Reference Points for Retirement Behavior: Evidence from German Pension Discontinuities
91 Pages Posted: 14 Oct 2019
Date Written: 2019
This paper documents and analyzes an important and puzzling stylized fact about retirement behavior: the large concentration of job exits at specific ages. In Germany, almost 30% of workers retire precisely in the month when they reach one of three statutory retirement ages, although there is often no incentive or even a disincentive to retire at these thresholds. To study what can explain the concentration of retirements around statutory ages, I use novel administrative data covering the universe of German retirees, and I exploit unique variation in financial retirement incentives as well as statutory ages across individuals in the German pension system. Measuring retirement bunching responses to 644 different discontinuities in pension benefit profiles, I first document that financial incentives alone fail to explain retirement patterns in the data.
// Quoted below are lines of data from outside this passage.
//! Device registration for the Fleetlink edge-device agent.
//!
//! A device starts with a shared bootstrap identity (certificate CN
//! `register`). Registration exchanges it for a device certificate issued by
//! the fleet operator, persists the new pair, and renews it with the same key
//! on later starts.
//!
//! # Components
//!
//! - [`CertificateStore`]: key/certificate pair on disk, role detection, CSRs
//! - [`RegistrationClient`]: one register/renew exchange
//! - [`RetryScheduler`]: first attempt plus background retries with backoff
//! - [`DeregistrationRegistry`]: ordered release of collaborators
//! - [`Registration`]: the handle an agent holds, composing the above

pub mod cert_store;
pub mod client;
pub mod collaborators;
pub mod deregistration;
pub mod error;
pub mod protocol;
pub mod registration;
pub mod scheduler;
pub mod state;

#[cfg(test)]
mod test_support;

pub use cert_store::{CertificateSigningRequest, CertificateStore, IdentityMaterial, IdentityRole};
pub use client::{RegistrationClient, REQUEST_TIMEOUT};
pub use collaborators::{ConfigProbe, Deregistrable, HardwareSource, Transport, TransportConfig};
pub use deregistration::DeregistrationRegistry;
pub use error::{
    DeregistrationError, DeregistrationFailure, RegistrationError, RegistrationResult,
};
pub use protocol::{
    Envelope, MessageResponse, RegistrationRequest, ResponseEnvelope, REGISTRATION_DIRECTIVE,
};
pub use registration::Registration;
pub use scheduler::{BackoffPolicy, RetryScheduler};
pub use state::{RegistrationState, SharedState};
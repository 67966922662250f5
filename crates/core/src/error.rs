//! Core error types

use thiserror::Error;

/// Core error type for Fleetlink
#[derive(Debug, Error)]
pub enum CoreError {
    /// Invalid or incomplete configuration
    #[error("Configuration error: {0}")]
    Config(String),

    /// Configuration file could not be decoded
    #[error("Parse error: {0}")]
    Parse(String),

    /// IO error
    #[error("IO error: {0}")]
    Io(#[from] std::io::Error),
}

/// Result type for core operations.
pub type Result<T> = std::result::Result<T, CoreError>;
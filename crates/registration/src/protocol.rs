//! Wire formats exchanged with the fleet operator.
//!
//! Outbound, a [`RegistrationRequest`] is serialized to JSON and carried as the
//! opaque content of an [`Envelope`]. Inbound, the transport hands back the
//! bytes of a [`ResponseEnvelope`] whose `Body` is itself a JSON
//! [`MessageResponse`].

use std::collections::HashMap;

use serde::{Deserialize, Deserializer, Serialize};
use serde_json::value::RawValue;
use uuid::Uuid;

use crate::error::{RegistrationError, RegistrationResult};

/// Directive carried by registration and renewal envelopes.
pub const REGISTRATION_DIRECTIVE: &str = "registration";

/// Content of a registration or renewal request.
#[derive(Debug, Clone, PartialEq, Serialize, Deserialize)]
#[serde(rename_all = "PascalCase")]
pub struct RegistrationRequest {
    /// Hardware facts, opaque to this crate
    pub hardware: serde_json::Value,
    /// PEM-encoded certificate signing request
    pub certificate_request: String,
}

impl RegistrationRequest {
    /// Serialize the request and wrap it in a registration envelope.
    pub fn into_envelope(self) -> RegistrationResult<Envelope> {
        let content = serde_json::to_vec(&self).map_err(|e| {
            RegistrationError::Parse(format!("cannot encode registration request: {}", e))
        })?;
        Ok(Envelope::registration(content))
    }
}

/// Transport-level wrapper around an outbound message.
#[derive(Debug, Clone, PartialEq, Eq, Serialize, Deserialize)]
pub struct Envelope {
    /// Unique per send
    #[serde(rename = "MessageId")]
    pub message_id: String,
    /// Serialized message content
    #[serde(rename = "Content")]
    pub content: Vec<u8>,
    /// Routing directive
    #[serde(rename = "Directive")]
    pub directive: String,
}

impl Envelope {
    /// Build a registration envelope with a freshly generated message id.
    pub fn registration(content: Vec<u8>) -> Self {
        Self {
            message_id: Uuid::new_v4().to_string(),
            content,
            directive: REGISTRATION_DIRECTIVE.to_string(),
        }
    }
}

/// Outer response produced by the transport.
#[derive(Debug, Serialize, Deserialize)]
pub struct ResponseEnvelope {
    #[serde(rename = "StatusCode")]
    pub status_code: i64,
    /// Raw JSON body
    #[serde(rename = "Body", default)]
    pub body: Option<Box<RawValue>>,
    /// Metadata added by the transport (HTTP headers for an HTTP transport)
    #[serde(rename = "Metadata", default, deserialize_with = "null_as_empty")]
    pub metadata: HashMap<String, String>,
}

impl ResponseEnvelope {
    /// Parse the outer envelope from raw response bytes.
    pub fn parse(bytes: &[u8]) -> RegistrationResult<Self> {
        serde_json::from_slice(bytes)
            .map_err(|e| RegistrationError::Parse(format!("malformed response envelope: {}", e)))
    }

    /// Success iff the status code is below 300.
    pub fn is_success(&self) -> bool {
        self.status_code < 300
    }

    /// The body as raw JSON text, empty when absent.
    pub fn body_text(&self) -> &str {
        self.body.as_deref().map(RawValue::get).unwrap_or("")
    }

    /// Decode the body as a [`MessageResponse`].
    pub fn message(&self) -> RegistrationResult<MessageResponse> {
        let body = self
            .body
            .as_deref()
            .ok_or_else(|| RegistrationError::Parse("response has no body".to_string()))?;
        serde_json::from_str(body.get()).map_err(|e| {
            RegistrationError::Parse(format!(
                "cannot unmarshal registration response content: {}",
                e
            ))
        })
    }
}

/// Inner message carried in the response body.
#[derive(Debug, Clone, PartialEq, Serialize, Deserialize)]
pub struct MessageResponse {
    #[serde(rename = "Directive", alias = "directive", default)]
    pub directive: String,
    #[serde(rename = "MessageID", alias = "message_id", default)]
    pub message_id: String,
    #[serde(rename = "Content", alias = "content", default)]
    pub content: serde_json::Value,
}

impl MessageResponse {
    /// Extract the PEM text of the `certificate` field from the content object.
    pub fn certificate(&self) -> RegistrationResult<&str> {
        let content = self
            .content
            .as_object()
            .ok_or_else(|| RegistrationError::Parse("cannot parse message content".to_string()))?;
        let certificate = content.get("certificate").ok_or_else(|| {
            RegistrationError::Parse("cannot retrieve certificate from response".to_string())
        })?;
        certificate.as_str().ok_or_else(|| {
            RegistrationError::Parse(format!(
                "cannot parse certificate from response content, content={}",
                self.content
            ))
        })
    }
}

fn null_as_empty<'de, D>(deserializer: D) -> Result<HashMap<String, String>, D::Error>
where
    D: Deserializer<'de>,
{
    Ok(Option::<HashMap<String, String>>::deserialize(deserializer)?.unwrap_or_default())
}
//! Capabilities the registration core consumes from the rest of the agent.
//!
//! Each trait carries exactly the operations registration needs. Implementors
//! report failures as `anyhow::Error`; the core maps them into
//! [`RegistrationError`](crate::RegistrationError) kinds at the call site.

use std::fmt;
use std::path::PathBuf;

use async_trait::async_trait;

use crate::protocol::Envelope;

/// Certificate and key locations supplied by the transport.
#[derive(Debug, Clone, PartialEq, Eq)]
pub struct TransportConfig {
    /// PEM certificate file used for mTLS
    pub cert_file: PathBuf,
    /// PEM private key file used for mTLS
    pub key_file: PathBuf,
}

/// Request/response channel to the fleet operator.
#[async_trait]
pub trait Transport: Send + Sync {
    /// Locations of the mTLS identity. Called once per [`Registration`](crate::Registration).
    async fn get_config(&self) -> anyhow::Result<TransportConfig>;

    /// Send one envelope and return the raw response bytes.
    async fn send(&self, envelope: Envelope) -> anyhow::Result<Vec<u8>>;
}

/// Source of the device's hardware facts.
pub trait HardwareSource: Send + Sync {
    fn hardware_information(&self) -> anyhow::Result<serde_json::Value>;
}

/// Read-only view of whether the device is still on its initial configuration.
pub trait ConfigProbe: Send + Sync {
    fn is_initial_config(&self) -> bool;
}

/// Collaborator that must release resources when the device unregisters.
///
/// The `Display` output names the collaborator in logs and in
/// [`DeregistrationError`](crate::DeregistrationError).
pub trait Deregistrable: fmt::Display + Send + Sync {
    fn deregister(&self) -> anyhow::Result<()>;
}
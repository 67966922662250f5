//! Retry loop driving [`RegistrationClient`] until the device is onboarded.
//!
//! ```text
//! Idle -> Attempting -> Succeeded
//!              |
//!              v
//!       WaitingBackoff -> Attempting ...
//! ```
//!
//! The first attempt runs on the caller. If it fails while the device is still
//! on its initial configuration, a single background task keeps retrying with
//! exponential backoff. The task ends on the first successful attempt, on an
//! error that cannot be retried, when the configuration probe reports the
//! device as configured, or when cancelled.
//!
//! A successful first attempt starts no loop at all, even while the probe
//! still reports the initial configuration; earlier agents kept polling until
//! the probe flipped.

use std::sync::Arc;
use std::time::Duration;

use tokio::sync::watch;
use tokio::task::JoinHandle;
use tokio::time::Instant;

use fleetlink_core::RegistrationSettings;

use crate::client::RegistrationClient;
use crate::collaborators::ConfigProbe;
use crate::error::RegistrationError;

/// Doubling backoff with an upper bound.
#[derive(Debug, Clone, Copy, PartialEq, Eq)]
pub struct BackoffPolicy {
    initial: Duration,
    max: Duration,
}

impl BackoffPolicy {
    /// A ceiling below `initial` is raised to `initial`.
    pub fn new(initial: Duration, max: Duration) -> Self {
        Self {
            initial,
            max: max.max(initial),
        }
    }

    pub fn from_settings(settings: &RegistrationSettings) -> Self {
        Self::new(settings.retry_after(), settings.max_interval())
    }

    pub fn initial(&self) -> Duration {
        self.initial
    }

    pub fn max(&self) -> Duration {
        self.max
    }

    /// Interval to wait after a failed attempt that followed `current`.
    pub fn next(&self, current: Duration) -> Duration {
        current.saturating_mul(2).min(self.max)
    }

    /// Successive waits assuming every attempt fails.
    pub fn intervals(&self) -> impl Iterator<Item = Duration> + '_ {
        std::iter::successors(Some(self.initial), move |current| Some(self.next(*current)))
    }
}

impl Default for BackoffPolicy {
    fn default() -> Self {
        Self::from_settings(&RegistrationSettings::default())
    }
}

/// Runs the first attempt and owns the background retry task.
pub struct RetryScheduler {
    client: Arc<RegistrationClient>,
    probe: Arc<dyn ConfigProbe>,
    policy: BackoffPolicy,
}

impl RetryScheduler {
    pub fn new(
        client: Arc<RegistrationClient>,
        probe: Arc<dyn ConfigProbe>,
        policy: BackoffPolicy,
    ) -> Self {
        Self {
            client,
            probe,
            policy,
        }
    }

    pub fn policy(&self) -> BackoffPolicy {
        self.policy
    }

    /// Attempt registration once, then detach the retry loop if still needed.
    ///
    /// Errors from the first attempt are logged, never returned. Returns the
    /// loop's handle, or `None` when no loop was started. Sending `true` on
    /// the channel that feeds `cancel` (or dropping its sender) stops the loop
    /// at its next wake-up.
    pub async fn start(&self, cancel: watch::Receiver<bool>) -> Option<JoinHandle<()>> {
        let device_id = self.client.device_id().to_string();

        match self.client.register_unless_cancelled(&cancel).await {
            Ok(()) => return None,
            Err(RegistrationError::Cancelled) => return None,
            Err(e) => {
                tracing::error!(device_id = %device_id, error = %e, "Cannot register device");
            }
        }

        if !self.probe.is_initial_config() {
            tracing::debug!(device_id = %device_id, "Device already configured, no retry needed");
            return None;
        }

        tracing::info!(
            device_id = %device_id,
            interval_secs = self.policy.initial().as_secs(),
            "Scheduling registration retries"
        );

        let client = self.client.clone();
        let probe = self.probe.clone();
        let policy = self.policy;
        Some(tokio::spawn(retry_loop(client, probe, policy, cancel)))
    }
}

async fn retry_loop(
    client: Arc<RegistrationClient>,
    probe: Arc<dyn ConfigProbe>,
    policy: BackoffPolicy,
    mut cancel: watch::Receiver<bool>,
) {
    let device_id = client.device_id().to_string();
    let mut interval = policy.initial();
    let sleep = tokio::time::sleep(interval);
    tokio::pin!(sleep);

    loop {
        tokio::select! {
            _ = &mut sleep => {}
            changed = cancel.changed() => {
                if changed.is_err() || *cancel.borrow() {
                    tracing::info!(device_id = %device_id, "Registration retry cancelled");
                    return;
                }
                continue;
            }
        }

        tracing::debug!(
            device_id = %device_id,
            interval_secs = interval.as_secs(),
            "Registration retry tick"
        );

        if !probe.is_initial_config() {
            tracing::info!(
                device_id = %device_id,
                "Device configured, stopping registration retry"
            );
            return;
        }

        let result = client.register_unless_cancelled(&cancel).await;
        if let Err(RegistrationError::Cancelled) = result {
            tracing::info!(device_id = %device_id, "Registration retry cancelled");
            return;
        }
        let retry_count = client.state().increment_retry();

        match result {
            Ok(()) => {
                tracing::info!(device_id = %device_id, retry_count, "Registration retry succeeded");
                return;
            }
            Err(e) if !e.is_retryable() => {
                tracing::error!(
                    device_id = %device_id,
                    retry_count,
                    error = %e,
                    "Registration retry stopped on unrecoverable error"
                );
                return;
            }
            Err(e) => {
                interval = policy.next(interval);
                sleep.as_mut().reset(Instant::now() + interval);
                tracing::error!(
                    device_id = %device_id,
                    retry_count,
                    interval_secs = interval.as_secs(),
                    error = %e,
                    "Registration retry failed"
                );
            }
        }
    }
}
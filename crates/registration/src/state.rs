//! Registration flags shared between the caller and the retry task.

use std::sync::{Arc, RwLock, RwLockReadGuard, RwLockWriteGuard};

/// Snapshot of the registration flags.
#[derive(Debug, Clone, Copy, Default, PartialEq, Eq)]
pub struct RegistrationState {
    /// Set only by a fully committed successful attempt, cleared only by deregistration
    pub registered: bool,
    /// Attempts made by the retry loop; the first synchronous attempt is not counted
    pub retry_count: u32,
}

/// Lock-guarded handle to the [`RegistrationState`] of one agent instance.
///
/// Clones share the same state. Readers take the read lock, every mutation
/// takes the write lock and none of them call back out while holding it.
#[derive(Debug, Clone, Default)]
pub struct SharedState {
    inner: Arc<RwLock<RegistrationState>>,
}

impl SharedState {
    pub fn new() -> Self {
        Self::default()
    }

    /// Consistent copy of both flags.
    pub fn snapshot(&self) -> RegistrationState {
        *self.read()
    }

    pub fn is_registered(&self) -> bool {
        self.read().registered
    }

    pub fn retry_count(&self) -> u32 {
        self.read().retry_count
    }

    pub(crate) fn mark_registered(&self) {
        self.write().registered = true;
    }

    pub(crate) fn mark_deregistered(&self) {
        self.write().registered = false;
    }

    /// Increment the retry counter and return the new value.
    pub(crate) fn increment_retry(&self) -> u32 {
        let mut state = self.write();
        state.retry_count = state.retry_count.saturating_add(1);
        state.retry_count
    }

    // The guarded values are plain flags, so a poisoned lock still holds
    // usable data.
    fn read(&self) -> RwLockReadGuard<'_, RegistrationState> {
        self.inner.read().unwrap_or_else(|poisoned| poisoned.into_inner())
    }

    fn write(&self) -> RwLockWriteGuard<'_, RegistrationState> {
        self.inner.write().unwrap_or_else(|poisoned| poisoned.into_inner())
    }
}
//! Error types for device registration.
//!
//! Every failure on the register/renew path maps to one of these kinds. All of
//! them except [`RegistrationError::Config`] and [`RegistrationError::Cancelled`]
//! are retried by the scheduler.

use std::fmt;

use thiserror::Error;

/// Errors that can occur while registering or deregistering a device.
#[derive(Debug, Error)]
pub enum RegistrationError {
    /// Identity material missing or transport configuration unusable
    #[error("Configuration error: {0}")]
    Config(String),

    /// Key, CSR or certificate could not be generated or parsed
    #[error("Cryptographic error: {0}")]
    Crypto(String),

    /// Request could not be sent or timed out
    #[error("Transport error: {0}")]
    Transport(String),

    /// Operator answered with a non-success status
    #[error("cannot register to the operator, status_code={status_code}, body={body}")]
    Rejected {
        /// Status code from the response envelope
        status_code: i64,
        /// Raw response body
        body: String,
    },

    /// Response envelope or message content malformed
    #[error("Parse error: {0}")]
    Parse(String),

    /// Hardware facts could not be collected
    #[error("Hardware information error: {0}")]
    Hardware(String),

    /// Certificate or key could not be persisted
    #[error("I/O error: {0}")]
    Io(#[from] std::io::Error),

    /// Attempt abandoned because the device is being deregistered or shut down
    #[error("Registration cancelled")]
    Cancelled,

    /// One or more collaborators failed to deregister
    #[error(transparent)]
    Deregistration(#[from] DeregistrationError),
}

impl RegistrationError {
    /// Whether the retry loop may try again after this error.
    pub fn is_retryable(&self) -> bool {
        !matches!(
            self,
            RegistrationError::Config(_) | RegistrationError::Cancelled
        )
    }
}

impl From<fleetlink_core::CoreError> for RegistrationError {
    fn from(err: fleetlink_core::CoreError) -> Self {
        RegistrationError::Config(err.to_string())
    }
}

/// A single collaborator that failed to deregister.
#[derive(Debug, Clone, PartialEq, Eq)]
pub struct DeregistrationFailure {
    /// Name of the collaborator
    pub handle: String,
    /// Reported failure
    pub reason: String,
}

/// Aggregate of every collaborator failure from one deregistration pass.
#[derive(Debug, Clone, PartialEq, Eq)]
pub struct DeregistrationError {
    failures: Vec<DeregistrationFailure>,
}

impl DeregistrationError {
    pub(crate) fn new(failures: Vec<DeregistrationFailure>) -> Self {
        Self { failures }
    }

    /// Failures in the order the collaborators were invoked.
    pub fn failures(&self) -> &[DeregistrationFailure] {
        &self.failures
    }
}

impl fmt::Display for DeregistrationError {
    fn fmt(&self, f: &mut fmt::Formatter<'_>) -> fmt::Result {
        write!(f, "{} deregistration(s) failed", self.failures.len())?;
        for failure in &self.failures {
            write!(f, "; failed to deregister {}: {}", failure.handle, failure.reason)?;
        }
        Ok(())
    }
}

impl std::error::Error for DeregistrationError {}

/// Result type for registration operations.
pub type RegistrationResult<T> = Result<T, RegistrationError>;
Second, I show that there is a large direct effect of "presenting" a threshold as a statutory retirement age. Further evidence on mechanisms suggests the framing of statutory ages as reference points for retirement as a potential explanation. A number of alternative channels including firm responses are also discussed but they do not seem to drive the results. Finally, structural bunching estimation is employed to estimate reference point effects. Counterfactual simulations highlight that shifting statutory ages via pension reforms can be an effective policy to increase actual retirement ages with a positive fiscal impact.